#### Your instructions:
If a line in the records below holds the string "sequence", count it, and state only the final count.

——

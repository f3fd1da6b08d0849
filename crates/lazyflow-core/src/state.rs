//! Per-run iteration state.
//!
//! A fresh `IterState` is created every time a sequence is consumed
//! (`Seq::iter` / `Seq::stream`) and handed by reference to every factory and
//! callback of that run. The engine never reads or writes it; user callbacks
//! own all keys.

use std::collections::HashMap;
use std::sync::{Arc, Mutex, MutexGuard};

use serde_json::Value;

/// Open key/value scratch space shared by the callbacks of one pipeline run.
///
/// Cloning the handle shares the same map. The mutex only exists to make the
/// handle `Send + Sync`; pulls within a run are strictly sequential.
#[derive(Debug, Clone, Default)]
pub struct IterState {
    inner: Arc<Mutex<HashMap<String, Value>>>,
}

impl IterState {
    pub fn new() -> Self {
        Self::default()
    }

    pub fn get(&self, key: &str) -> Option<Value> {
        self.lock().get(key).cloned()
    }

    /// Insert a value, returning the previous one.
    pub fn set(&self, key: impl Into<String>, value: impl Into<Value>) -> Option<Value> {
        self.lock().insert(key.into(), value.into())
    }

    pub fn remove(&self, key: &str) -> Option<Value> {
        self.lock().remove(key)
    }

    pub fn contains(&self, key: &str) -> bool {
        self.lock().contains_key(key)
    }

    pub fn len(&self) -> usize {
        self.lock().len()
    }

    pub fn is_empty(&self) -> bool {
        self.lock().is_empty()
    }

    /// Run `f` with exclusive access to the underlying map.
    pub fn update<R>(&self, f: impl FnOnce(&mut HashMap<String, Value>) -> R) -> R {
        f(&mut self.lock())
    }

    /// Read a numeric counter, treating a missing key as zero.
    pub fn counter(&self, key: &str) -> i64 {
        self.get(key).and_then(|v| v.as_i64()).unwrap_or(0)
    }

    /// Add `by` to a numeric counter and return the new value.
    pub fn bump(&self, key: &str, by: i64) -> i64 {
        self.update(|map| {
            let next = map.get(key).and_then(|v| v.as_i64()).unwrap_or(0) + by;
            map.insert(key.to_string(), Value::from(next));
            next
        })
    }

    /// True when both handles point at the same run's map.
    pub fn same_run(&self, other: &IterState) -> bool {
        Arc::ptr_eq(&self.inner, &other.inner)
    }

    fn lock(&self) -> MutexGuard<'_, HashMap<String, Value>> {
        // A panicking callback must not wedge the rest of the run.
        self.inner.lock().unwrap_or_else(|poisoned| poisoned.into_inner())
    }
}
#![forbid(unsafe_code)]
//! lazyflow-core: sequence abstraction, iteration state, errors, and config.
//!
//! Everything an operator needs lives here:
//! - `Seq<T>`: a lazily attached sequence, either synchronous (an `Iterator`
//!   factory) or asynchronous (a `Stream` factory).
//! - `IterState`: the per-run scratch map threaded into every callback.
//! - `PipeError`: the single error taxonomy used by every crate.
//! - `to_async` / `to_iterable`: adapters used at pipeline boundaries.
//!
//! No operator logic lives here; see `lazyflow-operators`.

pub mod config;
pub mod convert;
pub mod error;
pub mod prelude;
pub mod seq;
pub mod state;

pub use config::PipeConfig;
pub use convert::{to_async, to_iterable, Pulled};
pub use error::{PipeError, Result};
pub use seq::{AsyncIter, Capability, Item, Nested, Pending, Seq, SyncIter};
pub use state::IterState;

——

#### Answer space:
3